Niki Moss Simpson – Founder of Shine. Sparkle. Radiate. – is an accomplished intuitive guide and healer offering a range of women’s wellness workshops and Barcelona yoga retreats.
Niki is passionate about empowering women and girls to be the most vibrant version of themselves, through coaching, workshops, retreats & holistic therapies.
She is based in Sitges, a seaside town just south of Barcelona.
She is trained in reflexology, neuro-linguistic programming (NLP), Indian head massage, relaxation massage, hot stone massage, reiki, chakra balancing, emotional freedom technique, yoga and more.

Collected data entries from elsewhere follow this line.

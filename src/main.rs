use std::io::{self, Write};

use anyhow::{Context, Result};
use clap::Parser;
use rand::SeedableRng;
use rand_chacha::ChaCha8Rng;
use tracing::info;
use tracing_subscriber::EnvFilter;

use lib_2048::{Board, Grid};

mod session;

use session::Policy;

/// Plays headless games of 2048 and reports how they went.
#[derive(Parser, Debug)]
#[command(name = "slide-2048", version)]
struct Args {
    /// Number of games to play
    #[arg(short, long, default_value_t = 1, value_parser = clap::value_parser!(u32).range(1..))]
    games: u32,

    /// Seed for the first game, each later game adds one. Random if omitted
    #[arg(short, long)]
    seed: Option<u64>,

    /// How moves are chosen
    #[arg(short, long, value_enum, default_value_t = Policy::Auto)]
    policy: Policy,

    /// Stop a game after this many moves (0 = play until no move is left)
    #[arg(short, long, default_value_t = 0)]
    max_moves: u32,

    /// Keep at most this many undo snapshots per game
    #[arg(long)]
    undo_limit: Option<usize>,

    /// Start every game from this grid instead of two random tiles,
    /// e.g. "2 2 . . / . 4 . . / . . . . / . . . 2"
    #[arg(long)]
    start: Option<String>,

    /// Print each final grid
    #[arg(long)]
    show_board: bool,

    /// Tracing filter used when RUST_LOG is not set, e.g. "info" or "lib_2048=debug"
    #[arg(long, default_value = "info")]
    log: String,
}

fn init_tracing(default_filter: &str) -> Result<()> {
    let filter = match EnvFilter::try_from_default_env() {
        Ok(filter) => filter,
        Err(_) => EnvFilter::try_new(default_filter)
            .with_context(|| format!("invalid log filter {default_filter:?}"))?,
    };

    tracing_subscriber::fmt()
        .with_env_filter(filter)
        .with_writer(io::stderr)
        .try_init()
        .map_err(|err| anyhow::anyhow!("failed to install tracing subscriber: {err}"))
}

fn main() -> Result<()> {
    let args = Args::parse();

    init_tracing(&args.log)?;

    let start: Option<Grid> = args
        .start
        .as_deref()
        .map(str::parse)
        .transpose()
        .context("invalid --start grid")?;

    let base_seed = args.seed.unwrap_or_else(rand::random);
    info!(base_seed, games = args.games, policy = ?args.policy, "starting");

    let mut stdout = io::stdout().lock();
    let mut total_score = 0u64;
    let mut best_tile = 0;

    for game in 0..args.games {
        let seed = base_seed.wrapping_add(u64::from(game));
        let rng = ChaCha8Rng::seed_from_u64(seed);

        let mut board = match start {
            Some(grid) => Board::from_grid(grid, rng),
            None => Board::new(rng),
        };

        if let Some(limit) = args.undo_limit {
            board = board.with_undo_limit(limit);
        }

        let summary = session::play(&mut board, args.policy, args.max_moves);

        info!(
            game,
            seed,
            moves = summary.moves,
            wasted = summary.wasted,
            score = summary.score,
            max_tile = summary.max_tile.value(),
            finished = summary.finished,
            "game over"
        );

        total_score += u64::from(summary.score);
        best_tile = best_tile.max(summary.max_tile.value());

        if args.show_board {
            writeln!(stdout, "game {game} (seed {seed}), score {}", summary.score)?;
            writeln!(stdout, "{}\n", board.grid())?;
        }
    }

    writeln!(
        stdout,
        "{} game(s), mean score {}, best tile {best_tile}",
        args.games,
        total_score / u64::from(args.games)
    )?;

    Ok(())
}
//! One move lookahead: every direction is tried on a copy of the position and the
//! one leaving the most room (then the most score) wins.

use crate::{direction::Direction, history::Snapshot, logic};

pub mod efficiency;

pub use efficiency::MoveEfficiency;

/// Measures moving `position` towards `direction` without touching any live board.
///
/// A changed move reports the empty cells left once the follow-up tile has been
/// spawned, and the score after the move.
pub fn evaluate(position: &Snapshot, direction: Direction) -> MoveEfficiency {
    match logic::try_move(&position.grid, direction) {
        Some((grid, slide)) => {
            let empty_tiles = grid.empty_count().saturating_sub(1) as i32;

            MoveEfficiency::new(empty_tiles, position.score + slide.score, direction)
        }
        None => MoveEfficiency::unchanged(direction),
    }
}

/// The best ranked direction for `position`. Ties go to the earlier direction in
/// `Direction::ALL`, so a stalemate picks `Direction::Left`.
pub fn pick_best(position: &Snapshot) -> Direction {
    let [first, rest @ ..] = Direction::ALL.map(|direction| evaluate(position, direction));

    rest.into_iter()
        .fold(first, |best, candidate| {
            if candidate > best {
                candidate
            } else {
                best
            }
        })
        .direction
}
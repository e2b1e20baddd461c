pub use core_2048::*;

pub mod ai;
pub mod board;
pub mod logic;

mod direction;
mod history;

pub use board::Board;
pub use direction::Direction;
pub use history::Snapshot;
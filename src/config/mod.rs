mod types;

pub use types::*;

use anyhow::{Context, Result};
use std::collections::HashSet;
use std::path::Path;

/// Load configuration from a TOML file
///
/// `url` and `api_key` may reference environment variables (`$RADARR_KEY`)
/// and a leading `~`.
pub fn load_config(path: &Path) -> Result<Config> {
    let content = std::fs::read_to_string(path)
        .with_context(|| format!("Failed to read config file: {:?}", path))?;

    let mut config: Config = toml::from_str(&content)
        .with_context(|| format!("Failed to parse config file: {:?}", path))?;

    expand_instances(&mut config)?;
    validate_config(&config)?;

    Ok(config)
}

/// Load config from default locations or return default config
pub fn load_config_or_default(custom_path: Option<&Path>) -> Result<Config> {
    if let Some(path) = custom_path {
        return load_config(path);
    }

    // Try default locations
    let default_paths = [
        "./arrlink.toml",
        "~/.config/arrlink/config.toml",
        "/etc/arrlink/config.toml",
    ];

    for path_str in default_paths {
        let path = shellexpand::tilde(path_str);
        let path = Path::new(path.as_ref());
        if path.exists() {
            return load_config(path);
        }
    }

    Ok(Config::default())
}

fn expand_instances(config: &mut Config) -> Result<()> {
    for instance in &mut config.instances {
        instance.url = shellexpand::full(&instance.url)
            .with_context(|| format!("Failed to expand url of instance '{}'", instance.name))?
            .into_owned();
        instance.api_key = shellexpand::full(&instance.api_key)
            .with_context(|| format!("Failed to expand api_key of instance '{}'", instance.name))?
            .into_owned();
    }
    Ok(())
}

/// Validate configuration
fn validate_config(config: &Config) -> Result<()> {
    let mut names = HashSet::new();
    for instance in &config.instances {
        if !names.insert(instance.name.as_str()) {
            anyhow::bail!("Instance name '{}' is used more than once", instance.name);
        }
        if !instance.url.starts_with("http://") && !instance.url.starts_with("https://") {
            anyhow::bail!(
                "Instance '{}' has an invalid url '{}': expected http:// or https://",
                instance.name,
                instance.url
            );
        }
        if instance.enabled && instance.api_key.is_empty() {
            anyhow::bail!("Instance '{}' is enabled but has no API key", instance.name);
        }
        if instance.timeout_secs == 0 {
            anyhow::bail!("Instance '{}' timeout cannot be 0", instance.name);
        }
    }

    Ok(())
}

Alongside offering therapy and coaching, she also offers yoga and self-love workshops for teen girls and women, as well as girls’ empowerment retreats and mother and daughter retreats.
For English-speaking Barcelona yoga retreats, find out more on Niki’s website.
Find out more information about Shine Sparkle Radiate here.
Find out more about Niki Moss Simpson here.
[8:50] MumAbroad: One of the things you do is you have retreats, where you have a space for mums and daughters to go. What happens on those retreats?
Niki Moss Simpson: “The mother-daughter relationship, psychologists say, is the most important relationship in a girl’s life, and a mother’s life, because it sets the tone for all other relationships. There can be conflict in the relationship between mothers and daughters, particularly during the teenage years when a daughter’s job is to rebel against her mother to find out who she is and a mother’s job is to set the rules. And for both of them it’s really difficult, because they’re often very close. I always imagine this as the image of a swimming pool: so the mum is the border of the swimming pool, the safe handlebars where daughters can go for support, whatever they’ve done, when they’re swimming out in the middle of the pool, socialising with friends, learning about boys, experimenting, and they need to know that mum, the handlebars of the swimming pool, is always going to be there no matter what she does.”
“It’s very hard for mums to understand that one day their kind, gentle, helpful daughter who enjoys working in the kitchen with them or going shopping or going to the beach with them suddenly slams her door and says ‘Mum I hate you!’ And it’s totally shocking, and yet it’s absolutely normal. Because a daughter knows that her mum will love her unconditionally, she’s the security blanket, she’s the one that she turns to. But for mum, it’s well, what happens there? I thought she loved me? Why does she hate me? And often when a mum asks the daughter why, she doesn’t know why she said that.”
“So during the retreats it’s very much an open space for mums and daughters to be truthfully honest with each other. We carry out different workshops to try and map out the relationship and to talk about difficult questions and to give everybody the space to really find the truth. And it’s often that mum explains her pregnancy and birth to her daughter, because that’s something we don’t often share with our daughters in our society. Often it’s just the knowledge of what happened, the knowledge of how much a daughter was wanted during a pregnancy, that lets the daughter know how much she’s loved by mum and it gives mum that opportunity to express her love as well. It’s about learning self care, and our love for each other, and our needs. It’s about negotiating the rules of their relationship ,and we do that in a supportive environment with lots of other activities, yoga, healthy foods, lots of hikes in nature, just setting the scene for mums and daughters to really reconnect again.”